Redis Connections on constant increase #754

cchatham · 2015-09-21T13:02:27Z

Hey guys!

We are seeing a constant increase of connections with Redis that eventually causes our app servers to fail (in AWS). I wanted to see if anyone else had seen this issue.

We are looking into a fix but any help would be appreciated. Thanks!

brianhyder · 2015-09-21T13:15:14Z

Thanks for reporting. It is possible to create your own cache connections however the way it is setup the connection should be shared: https://github.com/pencilblue/pencilblue/blob/0.5.0/include/dao/cache.js#L47

I would look to see where the "getInstance" and "createInstance" functions are being called. The code that uses it should be isolated to the instances of cache_entity_service, session storage, and server registry. That is all dependent on your configuration but I think for you guys that is probably close to accurate.

It also appears that the driver for Redis has been updated to a stable "1.0.0" version. I would suggest, as a plan of attack, that you check for obvious places where connections are being created instead of reused. Look for a configuration option for the driver to ensure that connections auto re-connect. Look for stack traces in logs to see if connections are hanging around after workers die off. Update driver and see if behavior is the same.

I can also help take a look at this tonight.

cchatham · 2015-09-21T16:02:32Z

Hey Brian!

We only leverage redis for session that we know of and we call it by using pb.cache in our custom code.
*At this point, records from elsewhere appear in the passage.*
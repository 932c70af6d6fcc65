//! Provider trait - the abstraction over LLM backends.
//!
//! A provider knows how to send a message list plus tool definitions to a
//! language model and get a response back. The core never implements one;
//! it holds a `dyn LlmProvider` polymorphically. Implementations live at
//! the boundary (OpenAI-compatible HTTP, test mocks).

use async_trait::async_trait;
use serde::{Deserialize, Serialize};

use crate::error::ProviderError;
use crate::message::{ChatMessage, ToolCallRequest};

/// A tool definition sent to the LLM so it knows what it can call.
#[derive(Debug, Clone, Serialize, Deserialize)]
pub struct ToolDefinition {
    /// The tool name
    pub name: String,

    /// Description of what the tool does
    pub description: String,

    /// JSON Schema describing the tool's parameters
    pub parameters: serde_json::Value,
}

/// Sampling options forwarded to the provider.
#[derive(Debug, Clone, Serialize, Deserialize)]
pub struct LlmOptions {
    #[serde(default = "default_temperature")]
    pub temperature: f32,

    #[serde(default = "default_max_tokens")]
    pub max_tokens: u32,
}

fn default_temperature() -> f32 {
    0.7
}
fn default_max_tokens() -> u32 {
    4096
}

impl Default for LlmOptions {
    fn default() -> Self {
        Self {
            temperature: default_temperature(),
            max_tokens: default_max_tokens(),
        }
    }
}

/// A completion request.
#[derive(Debug, Clone)]
pub struct CompletionRequest {
    /// The model to use (e.g., "anthropic/claude-sonnet-4")
    pub model: String,

    /// The conversation so far
    pub messages: Vec<ChatMessage>,

    /// Available tools the model can call
    pub tools: Vec<ToolDefinition>,

    /// Sampling options
    pub options: LlmOptions,
}

/// Token usage statistics.
#[derive(Debug, Clone, Copy, Default, Serialize, Deserialize)]
pub struct Usage {
    pub prompt_tokens: u32,
    pub completion_tokens: u32,
    pub total_tokens: u32,
}

impl Usage {
    /// Accumulate another usage report into this one.
    pub fn add(&mut self, other: Usage) {
        self.prompt_tokens += other.prompt_tokens;
        self.completion_tokens += other.completion_tokens;
        self.total_tokens += other.total_tokens;
    }
}

/// A complete response from a provider.
#[derive(Debug, Clone)]
pub struct CompletionResponse {
    /// The generated text content
    pub content: String,

    /// Tool call intents, in the order the model emitted them
    pub tool_calls: Vec<ToolCallRequest>,

    /// Token usage, when the provider reports it
    pub usage: Option<Usage>,

    /// Which model actually responded
    pub model: String,
}

/// The core provider trait.
///
/// The tool loop calls `complete()` without knowing which backend is in
/// use - pure polymorphism.
#[async_trait]
pub trait LlmProvider: Send + Sync {
    /// A human-readable name for this provider (e.g., "openrouter").
    fn name(&self) -> &str;

    /// Send a request and get a complete response.
    async fn complete(
        &self,
        request: CompletionRequest,
    ) -> std::result::Result<CompletionResponse, ProviderError>;
}
//! # Ferriclaw Core
//!
//! Domain types, traits, and error definitions for the ferriclaw agent
//! runtime. This crate has **zero framework dependencies** - it defines the
//! contracts that all other crates implement against.
//!
//! ## Design Philosophy
//!
//! Every seam is a trait here: the LLM provider, the tools, the agent
//! handle. Implementations live in their respective crates. This enables:
//! - Swapping implementations via configuration
//! - Easy testing with mock/stub implementations
//! - Clean dependency graph (all crates depend inward on core)

pub mod agent;
pub mod bus;
pub mod error;
pub mod message;
pub mod provider;
pub mod session;
pub mod tool;

// Re-export key types at crate root for ergonomics
pub use agent::AgentHandle;
pub use bus::MessageBus;
pub use error::{Error, Result};
pub use message::{ChatMessage, InboundMessage, OutboundMessage, Role, ToolCallRequest};
pub use provider::{
    CompletionRequest, CompletionResponse, LlmOptions, LlmProvider, ToolDefinition, Usage,
};
pub use session::{Session, SessionStore};
pub use tool::{Tool, ToolContext, ToolRegistry, ToolResult};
We managed to get a list of all the clients connected to redis at a moment in time. I removed the IPs for security reason, but if you look at the idle seconds, it's very curious. I am also including our average connections over the past day to so the increasing issue we are seeing.

Redis:

Connections:

brianhyder · 2015-09-21T16:11:52Z

Thanks for the additional info. Can you confirm what command broker
implementation you are using? I'd also like to get the time frame from the
log snippet you sent. I wouldn't expect that many "subscribes" unless you
have that many workers. The subscribe command is used to listen for
commands and jobs from other members of the cluster.
On Sep 21, 2015 12:02 PM, "cchatham" notifications@github.com wrote:

Hey Brian!

We only leverage redis for session that we know of and we call it by using
pb.cache in our custom code.

We managed to get a list of all the clients connected to redis at a moment
in time. I removed the IPs for security reason, but if you look at the idle
seconds, it's very curious. I am also including our average connections
over the past day to so the increasing issue we are seeing.

Redis:
[image: redisclients]
https://cloud.githubusercontent.com/assets/4976408/9997095/530a24fc-6058-11e5-966f-400caa004830.png

Connections:
[image: image]
https://cloud.githubusercontent.com/assets/4976408/9997144/9c4b6112-6058-11e5-88f4-ef5550c20268.png

—
Reply to this email directly or view it on GitHub
#754 (comment)
.

cchatham · 2015-09-21T18:35:06Z

We are definitely using the default RedisCommandBroker. We have 2 workers running according to our global home view. The time frame for the client list was around 11:30am this morning EST.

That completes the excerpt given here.